Publicamente apresentada a 10 de janeiro de 2022, a Comissão Independente para o Estudo de Abusos Sexuais contra Crianças na Igreja em Portugal – que revelou, em outubro, ter validado 424 testemunhos que apontam para um “número significativo” de abusadores entre 1950 e 2022, e enviado para o Ministério Público 17 casos, indicando nessa data haver mais 30 casos em análise que poderiam seguir o mesmo caminho – apresentará na segunda-feira o relatório final sobre o seu trabalho.
As denúncias de abusos sexuais de menores pela Igreja Católica tornaram-se mais frequentes no final do século XX e início do século XXI, mas a maioria dos casos continua encoberta e raramente desencadeia ações judiciais com consequências para os perpetradores.
As queixas sobre tais casos foram quase sempre recebidas pela hierarquia da Igreja Católica com ceticismo e desvalorização dos testemunhos, tendo mesmo, em alguns países, bispos e cardeais a quem foram comunicados casos – muitos dos quais em contexto escolar - argumentado que, não sendo o abuso sexual de menores um crime público, não eram obrigados a denunciá-los às autoridades civis, pelo que acabavam por ser, em vez disso, ignorados pelas autoridades canónicas.

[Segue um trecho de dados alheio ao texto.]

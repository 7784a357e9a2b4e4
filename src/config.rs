//! Configuration Module
//!
//! Handles loading and managing cache configuration, either programmatically
//! or from environment variables.

use std::env;
use std::str::FromStr;
use std::time::Duration;

// == Write Mode ==
/// When dirty values are pushed to the backing store.
#[derive(Debug, Clone, Copy, PartialEq, Eq, Default)]
pub enum WriteMode {
    /// Every `set` schedules a write immediately (write-through).
    #[default]
    WriteAlways,
    /// Dirty items are written only when they leave the cache (write-back).
    WriteOnEvict,
}

impl FromStr for WriteMode {
    type Err = String;

    fn from_str(s: &str) -> Result<Self, Self::Err> {
        match s.to_ascii_lowercase().as_str() {
            "always" | "write_always" => Ok(WriteMode::WriteAlways),
            "evict" | "write_on_evict" => Ok(WriteMode::WriteOnEvict),
            other => Err(format!("unknown write mode: {}", other)),
        }
    }
}

// == Backpressure ==
/// What the dispatcher does when `max_in_flight` jobs are already running.
#[derive(Debug, Clone, Copy, PartialEq, Eq, Default)]
pub enum Backpressure {
    /// Wait for a running job to finish.
    #[default]
    Block,
    /// Refuse the job with `CacheError::Saturated`.
    Reject,
}

impl FromStr for Backpressure {
    type Err = String;

    fn from_str(s: &str) -> Result<Self, Self::Err> {
        match s.to_ascii_lowercase().as_str() {
            "block" => Ok(Backpressure::Block),
            "reject" => Ok(Backpressure::Reject),
            other => Err(format!("unknown backpressure policy: {}", other)),
        }
    }
}

/// Cache configuration parameters.
///
/// All values can be configured via environment variables with sensible defaults.
#[derive(Debug, Clone)]
pub struct CacheConfig {
    /// Maximum number of items, 0 = unbounded
    pub capacity: usize,
    /// Sliding time-to-live, zero = items never expire
    pub ttl: Duration,
    /// Write-through or write-back
    pub write_mode: WriteMode,
    /// Maximum concurrently running background jobs, 0 = unbounded
    pub max_in_flight: usize,
    /// Policy applied once `max_in_flight` is reached
    pub backpressure: Backpressure,
    /// Interval used by `Cache::start_eviction`
    pub eviction_interval: Duration,
}

impl CacheConfig {
    /// Creates a default config with the given capacity.
    pub fn with_capacity(capacity: usize) -> Self {
        Self {
            capacity,
            ..Self::default()
        }
    }

    /// Creates a new CacheConfig by loading values from environment variables.
    ///
    /// # Environment Variables
    /// - `CACHE_CAPACITY` - Maximum items (default: 1000)
    /// - `CACHE_TTL_MS` - Sliding TTL in milliseconds (default: 0, no expiry)
    /// - `CACHE_WRITE_MODE` - `always` or `evict` (default: always)
    /// - `CACHE_MAX_IN_FLIGHT` - Concurrent background jobs (default: 0, unbounded)
    /// - `CACHE_BACKPRESSURE` - `block` or `reject` (default: block)
    /// - `CACHE_EVICTION_INTERVAL_MS` - Background eviction period (default: 1000)
    pub fn from_env() -> Self {
        let defaults = Self::default();
        Self {
            capacity: parse_env("CACHE_CAPACITY").unwrap_or(defaults.capacity),
            ttl: parse_env("CACHE_TTL_MS")
                .map(Duration::from_millis)
                .unwrap_or(defaults.ttl),
            write_mode: parse_env("CACHE_WRITE_MODE").unwrap_or(defaults.write_mode),
            max_in_flight: parse_env("CACHE_MAX_IN_FLIGHT").unwrap_or(defaults.max_in_flight),
            backpressure: parse_env("CACHE_BACKPRESSURE").unwrap_or(defaults.backpressure),
            eviction_interval: parse_env("CACHE_EVICTION_INTERVAL_MS")
                .map(Duration::from_millis)
                .unwrap_or(defaults.eviction_interval),
        }
    }
}

fn parse_env<T: FromStr>(name: &str) -> Option<T> {
    env::var(name).ok().and_then(|v| v.parse().ok())
}

impl Default for CacheConfig {
    fn default() -> Self {
        Self {
            capacity: 1000,
            ttl: Duration::ZERO,
            write_mode: WriteMode::WriteAlways,
            max_in_flight: 0,
            backpressure: Backpressure::Block,
            eviction_interval: Duration::from_secs(1),
        }
    }
}
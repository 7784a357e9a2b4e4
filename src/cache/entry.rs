//! Cache Item Module
//!
//! Defines the structure for individual cache items with sliding TTL support.

use std::time::Duration;

use tokio::time::Instant;

// == Cache Item ==
/// Represents a single cached item with its expiry and dirty flag.
#[derive(Debug, Clone)]
pub struct CacheItem<K, V> {
    /// The item's key, kept so the back of the recency list can be evicted
    pub key: K,
    /// The stored value
    pub value: V,
    /// Expiration deadline, None = no expiration
    pub expires_at: Option<Instant>,
    /// Set locally and not yet written to the backing store
    pub dirty: bool,
}

impl<K, V> CacheItem<K, V> {
    // == Constructor ==
    /// Creates a new item stamped with a deadline of `now + ttl`.
    ///
    /// # Arguments
    /// * `ttl` - Sliding TTL, `Duration::ZERO` for no expiration
    /// * `dirty` - Whether the value still needs writing to the backing store
    pub fn new(key: K, value: V, ttl: Duration, dirty: bool, now: Instant) -> Self {
        Self {
            key,
            value,
            expires_at: deadline(ttl, now),
            dirty,
        }
    }

    // == Refresh ==
    /// Pushes the deadline out to `now + ttl`, or clears it when `ttl` is zero.
    pub fn refresh(&mut self, ttl: Duration, now: Instant) {
        self.expires_at = deadline(ttl, now);
    }

    // == Is Expired ==
    /// Checks if the item has expired.
    ///
    /// Boundary condition: an item is expired once `now >= expires_at`.
    pub fn is_expired(&self, now: Instant) -> bool {
        match self.expires_at {
            Some(expires) => now >= expires,
            None => false,
        }
    }
}

fn deadline(ttl: Duration, now: Instant) -> Option<Instant> {
    if ttl.is_zero() {
        None
    } else {
        Some(now + ttl)
    }
}
//! Wraparound copies between caller slices and the arena.
//!
//! ```text
//!  0            read                write             end
//!  |-- avail ----|====== filled ======|---- avail ----|   read < write
//!
//!  0            write               read              end
//!  |== filled ===|------ avail -------|=== filled ====|   write <= read
//! ```
//!
//! A transfer is clamped first, then copied as the right block
//! `[cursor, end)` and, if anything is left, the left block starting at 0.

use super::cursor::Cursors;

/// Copies up to `src.len()` bytes into the arena. Returns the bytes copied.
#[inline]
pub(crate) fn write_into(arena: &mut [u8], cursors: &mut Cursors, src: &[u8]) -> usize {
    let len = src.len().min(cursors.available());
    if len == 0 {
        return 0;
    }

    let start = cursors.write;
    let mut written = 0;

    if start < cursors.read {
        arena[start..start + len].copy_from_slice(&src[..len]);
        written += len;
        cursors.write = cursors.advance(start, len);
    } else {
        let contiguous = cursors.capacity - start;
        let first_chunk = len.min(contiguous);

        arena[start..start + first_chunk].copy_from_slice(&src[..first_chunk]);
        written += first_chunk;
        cursors.write = cursors.advance(start, first_chunk);

        let remaining = len - first_chunk;
        if remaining > 0 {
            arena[..remaining].copy_from_slice(&src[first_chunk..len]);
            written += remaining;
            cursors.write = cursors.advance(0, remaining);
        }
    }

    cursors.filled += written;
    written
}

/// Copies up to `dst.len()` bytes out of the arena. Returns the bytes copied.
#[inline]
pub(crate) fn read_from(arena: &[u8], cursors: &mut Cursors, dst: &mut [u8]) -> usize {
    let len = dst.len().min(cursors.filled);
    if len == 0 {
        return 0;
    }

    let start = cursors.read;
    let mut read = 0;

    if start < cursors.write {
        dst[..len].copy_from_slice(&arena[start..start + len]);
        read += len;
        cursors.read = cursors.advance(start, len);
    } else {
        let contiguous = cursors.capacity - start;
        let first_chunk = len.min(contiguous);

        dst[..first_chunk].copy_from_slice(&arena[start..start + first_chunk]);
        read += first_chunk;
        cursors.read = cursors.advance(start, first_chunk);

        let remaining = len - first_chunk;
        if remaining > 0 {
            dst[first_chunk..len].copy_from_slice(&arena[..remaining]);
            read += remaining;
            cursors.read = cursors.advance(0, remaining);
        }
    }

    cursors.filled -= read;
    read
}

#[cfg(test)]
mod tests {
    use super::*;

    fn ring(capacity: usize) -> (Vec<u8>, Cursors) {
        (vec![0; capacity], Cursors::new(capacity))
    }

    #[test]
    fn write_fills_right_block_from_empty() {
        let (mut arena, mut c) = ring(8);
        assert_eq!(write_into(&mut arena, &mut c, b"abc"), 3);
        assert_eq!(&arena[..3], b"abc");
        assert_eq!((c.read, c.write, c.filled), (0, 3, 3));
    }

    #[test]
    fn write_exactly_to_end_wraps_cursor() {
        let (mut arena, mut c) = ring(4);
        assert_eq!(write_into(&mut arena, &mut c, b"wxyz"), 4);
        assert_eq!(c.write, 0);
        assert_eq!(c.filled, 4);
        assert!(c.check().is_ok());
    }

    #[test]
    fn write_splits_across_end() {
        let (mut arena, mut c) = ring(8);
        c.read = 6;
        c.write = 6;
        assert_eq!(write_into(&mut arena, &mut c, b"12345"), 5);
        assert_eq!(&arena[6..], b"12");
        assert_eq!(&arena[..3], b"345");
        assert_eq!(c.write, 3);
        assert!(c.check().is_ok());
    }

    #[test]
    fn write_behind_read_uses_single_block() {
        let (mut arena, mut c) = ring(8);
        c.read = 5;
        c.write = 1;
        c.filled = 4;
        assert_eq!(write_into(&mut arena, &mut c, b"zzzzzzzz"), 4);
        assert_eq!(&arena[1..5], b"zzzz");
        assert_eq!(c.write, 5);
        assert_eq!(c.filled, 8);
        assert!(c.check().is_ok());
    }

    #[test]
    fn write_into_full_ring_copies_nothing() {
        let (mut arena, mut c) = ring(4);
        write_into(&mut arena, &mut c, b"full");
        let before = c;
        assert_eq!(write_into(&mut arena, &mut c, b"more"), 0);
        assert_eq!(c, before);
    }

    #[test]
    fn read_splits_across_end() {
        let (mut arena, mut c) = ring(8);
        c.read = 6;
        c.write = 6;
        write_into(&mut arena, &mut c, b"12345");

        let mut out = [0u8; 8];
        assert_eq!(read_from(&arena, &mut c, &mut out), 5);
        assert_eq!(&out[..5], b"12345");
        assert_eq!((c.read, c.write, c.filled), (3, 3, 0));
    }

    #[test]
    fn read_from_empty_ring_copies_nothing() {
        let (arena, mut c) = ring(4);
        let mut out = [0u8; 4];
        assert_eq!(read_from(&arena, &mut c, &mut out), 0);
        assert_eq!(c, Cursors::new(4));
    }

    #[test]
    fn partial_read_keeps_remaining_in_order() {
        let (mut arena, mut c) = ring(8);
        write_into(&mut arena, &mut c, b"abcdef");

        let mut out = [0u8; 2];
        assert_eq!(read_from(&arena, &mut c, &mut out), 2);
        assert_eq!(&out, b"ab");
        assert_eq!(c.filled, 4);

        let mut rest = [0u8; 8];
        assert_eq!(read_from(&arena, &mut c, &mut rest), 4);
        assert_eq!(&rest[..4], b"cdef");
    }
}
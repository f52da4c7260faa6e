use bytering::{RingBuffer, SpscRingBuffer};
use rand::Rng;
use std::sync::Arc;
use std::sync::atomic::{AtomicUsize, Ordering};
use std::thread;

const BUDGET: usize = 256 * 1024;

#[test]
fn mpmc_accounting_balances_after_drain() {
    let ring = Arc::new(RingBuffer::new(1024).unwrap());
    let remaining = Arc::new(AtomicUsize::new(BUDGET));
    let writers_done = Arc::new(AtomicUsize::new(0));
    let writers = 4;
    let readers = 3;

    let mut writer_handles = Vec::new();
    for id in 0..writers {
        let ring = Arc::clone(&ring);
        let remaining = Arc::clone(&remaining);
        let writers_done = Arc::clone(&writers_done);
        writer_handles.push(thread::spawn(move || {
            let mut rng = rand::rng();
            let chunk = [id as u8; 300];
            let mut written = 0usize;

            loop {
                let want = rng.random_range(1..=chunk.len());
                let claimed = remaining
                    .fetch_update(Ordering::AcqRel, Ordering::Acquire, |left| {
                        (left > 0).then(|| left - want.min(left))
                    })
                    .map(|left| want.min(left));
                let Ok(mut todo) = claimed else {
                    break;
                };

                while todo > 0 {
                    let n = ring.write(&chunk[..todo]);
                    if n == 0 {
                        thread::yield_now();
                    }
                    todo -= n;
                    written += n;
                }
            }

            writers_done.fetch_add(1, Ordering::Release);
            written
        }));
    }

    let mut reader_handles = Vec::new();
    for _ in 0..readers {
        let ring = Arc::clone(&ring);
        let writers_done = Arc::clone(&writers_done);
        reader_handles.push(thread::spawn(move || {
            let mut rng = rand::rng();
            let mut out = [0u8; 512];
            let mut read = 0usize;

            loop {
                let want = rng.random_range(1..=out.len());
                let n = ring.read(&mut out[..want]);
                read += n;

                if n == 0 {
                    if writers_done.load(Ordering::Acquire) == writers && ring.is_empty() {
                        break;
                    }
                    thread::yield_now();
                }
            }

            read
        }));
    }

    let written: usize = writer_handles.into_iter().map(|h| h.join().unwrap()).sum();
    let read: usize = reader_handles.into_iter().map(|h| h.join().unwrap()).sum();

    assert_eq!(written, BUDGET);
    assert_eq!(read, written);
    assert!(ring.is_empty());
    assert!(ring.check_consistency().is_ok());
}

#[test]
fn concurrent_queries_respect_bounds() {
    let ring = RingBuffer::new(64).unwrap();
    let stop = AtomicUsize::new(0);

    thread::scope(|scope| {
        scope.spawn(|| {
            for _ in 0..20_000 {
                ring.write(b"0123456789");
            }
            stop.fetch_add(1, Ordering::Release);
        });

        scope.spawn(|| {
            let mut out = [0u8; 7];
            while stop.load(Ordering::Acquire) == 0 {
                ring.read(&mut out);
            }
        });

        scope.spawn(|| {
            while stop.load(Ordering::Acquire) == 0 {
                let filled = ring.bytes_filled();
                assert!(filled <= ring.capacity());
                assert!(!(ring.is_empty() && ring.is_full()));
            }
        });
    });

    assert!(ring.check_consistency().is_ok());
    assert_eq!(ring.bytes_available() + ring.bytes_filled(), ring.capacity());
}

#[test]
fn single_producer_single_consumer_preserves_order() {
    let ring = RingBuffer::new(97).unwrap();
    let total = 100_000usize;

    thread::scope(|scope| {
        scope.spawn(|| {
            let mut rng = rand::rng();
            let mut next = 0usize;
            while next < total {
                let len = rng.random_range(1..=40).min(total - next);
                let chunk: Vec<u8> = (next..next + len).map(|i| i as u8).collect();
                let n = ring.write(&chunk);
                next += n;
                if n == 0 {
                    thread::yield_now();
                }
            }
        });

        scope.spawn(|| {
            let mut rng = rand::rng();
            let mut out = [0u8; 64];
            let mut seen = 0usize;
            while seen < total {
                let want = rng.random_range(1..=out.len());
                let n = ring.read(&mut out[..want]);
                for &b in &out[..n] {
                    assert_eq!(b, seen as u8);
                    seen += 1;
                }
                if n == 0 {
                    thread::yield_now();
                }
            }
        });
    });

    assert!(ring.is_empty());
}

#[test]
fn lock_free_spsc_preserves_order() {
    let mut ring = SpscRingBuffer::new(128).unwrap();
    let (mut prod, mut cons) = ring.split();
    let total = 200_000usize;

    thread::scope(|scope| {
        scope.spawn(move || {
            let mut rng = rand::rng();
            let mut next = 0usize;
            while next < total {
                let len = rng.random_range(1..=50).min(total - next);
                let chunk: Vec<u8> = (next..next + len).map(|i| i as u8).collect();
                let n = prod.write(&chunk);
                next += n;
                if n == 0 {
                    thread::yield_now();
                }
            }
        });

        scope.spawn(move || {
            let mut out = [0u8; 96];
            let mut seen = 0usize;
            while seen < total {
                let n = cons.read(&mut out);
                for &b in &out[..n] {
                    assert_eq!(b, seen as u8);
                    seen += 1;
                }
                if n == 0 {
                    thread::yield_now();
                }
            }
        });
    });

    assert!(ring.is_empty());
}
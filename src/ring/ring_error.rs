use std::collections::TryReserveError;
use std::io;

use thiserror::Error;

#[derive(Debug, Error)]
pub enum RingError {
    #[error("Invalid capacity {capacity}: {reason}")]
    InvalidCapacity {
        capacity: usize,
        reason: &'static str,
    },

    #[error("Failed to allocate {capacity} bytes of heap storage")]
    HeapAllocation {
        capacity: usize,
        #[source]
        source: TryReserveError,
    },

    #[error("Failed to map {capacity} bytes of anonymous memory")]
    MapAllocation {
        capacity: usize,
        #[source]
        source: io::Error,
    },

    #[error("Ring buffer of {capacity} bytes is already initialized")]
    AlreadyInitialized { capacity: usize },

    #[error("Ring buffer has no storage")]
    Unallocated,

    #[error(
        "Ring buffer invariant violated: capacity {capacity}, filled {filled}, read cursor {read}, write cursor {write}"
    )]
    InvariantViolation {
        capacity: usize,
        filled: usize,
        read: usize,
        write: usize,
    },
}
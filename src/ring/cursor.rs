use super::RingError;

/// Read/write offsets plus the fill count that tells "empty" from "full"
/// when the two offsets coincide.
#[derive(Debug, Clone, Copy, PartialEq, Eq)]
pub(crate) struct Cursors {
    pub capacity: usize,
    pub read: usize,
    pub write: usize,
    pub filled: usize,
}

impl Cursors {
    pub fn new(capacity: usize) -> Self {
        Self {
            capacity,
            read: 0,
            write: 0,
            filled: 0,
        }
    }

    #[inline(always)]
    pub fn available(&self) -> usize {
        self.capacity - self.filled
    }

    /// Moves `pos` forward by `n` bytes of a block that ends at or before
    /// `capacity`; lands on 0 exactly when the block touches the end.
    #[inline(always)]
    pub fn advance(&self, pos: usize, n: usize) -> usize {
        let next = pos + n;
        if next == self.capacity { 0 } else { next }
    }

    pub fn clear(&mut self) {
        self.read = 0;
        self.write = 0;
        self.filled = 0;
    }

    pub fn check(&self) -> Result<(), RingError> {
        let in_bounds = self.capacity > 0
            && self.filled <= self.capacity
            && self.read < self.capacity
            && self.write < self.capacity;

        if in_bounds && (self.read + self.filled) % self.capacity == self.write {
            Ok(())
        } else {
            Err(RingError::InvariantViolation {
                capacity: self.capacity,
                filled: self.filled,
                read: self.read,
                write: self.write,
            })
        }
    }
}
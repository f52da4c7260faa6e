use bytering::{ArenaKind, RingBuffer};
use clap::{Parser, ValueEnum};
use rand::Rng;
use std::sync::Arc;
use std::sync::atomic::{AtomicBool, AtomicUsize, Ordering};
use std::thread;
use std::time::Instant;
use tracing_subscriber::EnvFilter;

#[derive(Debug, Clone, Copy, ValueEnum)]
enum Arena {
    Heap,
    Anonymous,
}

impl From<Arena> for ArenaKind {
    fn from(arena: Arena) -> Self {
        match arena {
            Arena::Heap => ArenaKind::Heap,
            Arena::Anonymous => ArenaKind::Anonymous,
        }
    }
}

/// Raises the abort flag if the owning worker unwinds.
struct AbortOnPanic<'a>(&'a AtomicBool);

impl Drop for AbortOnPanic<'_> {
    fn drop(&mut self) {
        if thread::panicking() {
            self.0.store(true, Ordering::SeqCst);
        }
    }
}

/// Hammer one shared ring with concurrent writers and readers and check that
/// every byte written is read back.
#[derive(Debug, Parser)]
#[command(name = "stress", version)]
struct Args {
    /// Ring capacity in bytes (1..=65535)
    #[arg(long, default_value_t = 4096)]
    capacity: usize,

    /// Number of writer threads
    #[arg(long, default_value_t = 4)]
    writers: usize,

    /// Number of reader threads
    #[arg(long, default_value_t = 4)]
    readers: usize,

    /// Total bytes to push through the ring
    #[arg(long, default_value_t = 256 * 1024 * 1024)]
    budget: usize,

    /// Largest single transfer request in bytes
    #[arg(long, default_value_t = 2048)]
    max_chunk: usize,

    #[arg(long, value_enum, default_value_t = Arena::Heap)]
    arena: Arena,
}

fn main() {
    tracing_subscriber::fmt()
        .with_env_filter(
            EnvFilter::try_from_default_env().unwrap_or_else(|_| EnvFilter::new("info")),
        )
        .init();

    if let Err(e) = run(Args::parse()) {
        tracing::error!("{}", e);
        std::process::exit(1);
    }
}

fn run(args: Args) -> Result<(), Box<dyn std::error::Error>> {
    if args.writers == 0 || args.readers == 0 || args.max_chunk == 0 {
        return Err("writers, readers and max-chunk must be greater than zero".into());
    }

    let running = Arc::new(AtomicBool::new(true));
    let r = running.clone();

    ctrlc::set_handler(move || {
        r.store(false, Ordering::SeqCst);
    })
    .map_err(|e| format!("Failed to set Ctrl+C handler: {}", e))?;

    let ring = RingBuffer::with_arena(args.capacity, args.arena.into())?;
    let remaining = AtomicUsize::new(args.budget);
    let writers_done = AtomicUsize::new(0);
    // Set when a worker panics so the rest stop instead of waiting on it.
    let aborted = AtomicBool::new(false);

    tracing::info!(
        capacity = args.capacity,
        writers = args.writers,
        readers = args.readers,
        budget = args.budget,
        arena = %ArenaKind::from(args.arena),
        "starting stress run"
    );

    let started = Instant::now();

    let (written, read) = thread::scope(|scope| {
        let writers: Vec<_> = (0..args.writers)
            .map(|id| {
                let (ring, remaining, writers_done, running, aborted) =
                    (&ring, &remaining, &writers_done, &running, &aborted);
                scope.spawn(move || {
                    let _guard = AbortOnPanic(aborted);
                    let mut rng = rand::rng();
                    let chunk = vec![id as u8; args.max_chunk];
                    let mut written = 0usize;

                    while running.load(Ordering::Relaxed) && !aborted.load(Ordering::Relaxed) {
                        let want = rng.random_range(1..=args.max_chunk);
                        let claimed = remaining.fetch_update(
                            Ordering::AcqRel,
                            Ordering::Acquire,
                            |left| (left > 0).then(|| left - want.min(left)),
                        );
                        let Ok(left) = claimed else {
                            break;
                        };

                        let mut todo = want.min(left);
                        while todo > 0 {
                            let n = ring.write(&chunk[..todo]);
                            if n == 0 {
                                if !running.load(Ordering::Relaxed)
                                    || aborted.load(Ordering::Relaxed)
                                {
                                    break;
                                }
                                thread::yield_now();
                            }
                            todo -= n;
                            written += n;
                        }
                    }

                    writers_done.fetch_add(1, Ordering::Release);
                    written
                })
            })
            .collect();

        let readers: Vec<_> = (0..args.readers)
            .map(|_| {
                let (ring, writers_done, aborted) = (&ring, &writers_done, &aborted);
                scope.spawn(move || {
                    let _guard = AbortOnPanic(aborted);
                    let mut rng = rand::rng();
                    let mut out = vec![0u8; args.max_chunk];
                    let mut read = 0usize;

                    loop {
                        let want = rng.random_range(1..=args.max_chunk);
                        let n = ring.read(&mut out[..want]);
                        read += n;

                        if n == 0 {
                            if aborted.load(Ordering::Relaxed) {
                                break;
                            }
                            if writers_done.load(Ordering::Acquire) == args.writers
                                && ring.is_empty()
                            {
                                break;
                            }
                            thread::yield_now();
                        }
                    }

                    read
                })
            })
            .collect();

        let mut panicked = None;
        let mut written = 0usize;
        for h in writers {
            match h.join() {
                Ok(n) => written += n,
                Err(_) => panicked = Some("writer thread panicked"),
            }
        }
        let mut read = 0usize;
        for h in readers {
            match h.join() {
                Ok(n) => read += n,
                Err(_) => {
                    panicked.get_or_insert("reader thread panicked");
                }
            }
        }

        match panicked {
            Some(msg) => Err(msg),
            None => Ok((written, read)),
        }
    })?;

    let elapsed = started.elapsed().as_secs_f64();
    let snapshot = ring.snapshot();

    tracing::info!(
        written,
        read,
        elapsed_secs = format_args!("{:.2}", elapsed),
        throughput_mib_s = format_args!("{:.2}", written as f64 / elapsed / 1024.0 / 1024.0),
        interrupted = !running.load(Ordering::SeqCst),
        "stress run finished"
    );
    tracing::debug!(?snapshot, "final ring state");

    ring.check_consistency()?;
    if written != read {
        return Err(format!("byte accounting mismatch: written {} read {}", written, read).into());
    }

    Ok(())
}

Ao nível mundial, não existem números fidedignos, apesar de relatórios ao longo dos anos elaborados sobre o flagelo, que estarão muito longe dos reais, precisamente graças a essa tendência perpetuada de geração em geração pela Igreja de proteger os seus, apenas quebrada pelo Papa Francisco, que já declarou que “um caso de abuso sexual de menores na Igreja Católica já é um caso a mais” e tem prestado atenção às denúncias e afastado os respetivos autores, independentemente de quão alto seja o lugar que ocupam na hierarquia eclesiástica.
Antes do argentino Jorge Bergoglio ocupar a chefia da Igreja Católica, em 2013, houve alguns escândalos com ecos à escala mundial, o primeiro dos quais talvez o resultante da investigação, em 2001, do diário Boston Globe, que valeu à equipa “Spotlight”, que a realizou, um prémio Pulitzer, pela denúncia de que a hierarquia católica encobrira crimes sexuais cometidos por cerca de 90 padres só naquela cidade norte-americana.
Nessa altura, o antecessor do Papa Francisco, Bento XVI, chegou a ser acusado pelo diário The New York Times de ter diretamente participado no encobrimento de casos de pedofilia ocorridos não só nos Estados Unidos mas também na Alemanha, na década de 1980.
A partir daí, sucederam-se denúncias de proporções gigantescas um pouco por todo o mundo, de França (onde um relatório de 2021 responsabiliza diretamente clérigos e religiosos católicos pelo abuso de 216 mil menores entre 1950 e 2020) à Polónia (um dos países mais católicos do mundo), passando pelo Canadá (nos 130 internatos para crianças indígenas geridos pela Igreja Católica), Áustria, Bélgica, Irlanda, Países Baixos, México, Chile, Colômbia, Austrália e Timor-Leste -, que obrigaram a Igreja a reagir.
Em 2013, quando Francisco iniciou o seu pontificado, o Vaticano criou uma comissão especial destinada a proteger menores vítimas de abusos sexuais e combater os casos de pedofilia no clero.
Em fevereiro de 2019, o Papa convocou a Roma os responsáveis pelas conferências episcopais de todo o mundo para um encontro sem precedentes destinado a debater e encontrar soluções para o flagelo do abuso de menores, já designado como “o 11 de Setembro da Igreja Católica”.
Em maio desse ano, anunciou legislação mais rigorosa, impondo a obrigatoriedade de os sacerdotes e religiosos denunciarem suspeitas de abusos na Igreja, assim como qualquer encobrimento por parte da hierarquia.
Mais tarde, em dezembro, adotou uma das medidas consideradas mais relevantes nesta matéria: pôs fim ao segredo pontifício para denúncias de abusos sexuais, determinando que os processos canónicos conservados nos arquivos das dioceses e do Vaticano relativos a abusos sexuais cometidos por membros do clero fossem facultados às autoridades civis.
Apesar de tudo isso, em junho de 2021, uma equipa de relatores especiais do Alto-Comissariado da ONU para os Direitos Humanos criticou o Vaticano por continuarem as acusações de obstrução e não-cooperação da Igreja Católica com processos judiciais internos, para impedir a responsabilização dos abusadores e a indemnização das vítimas.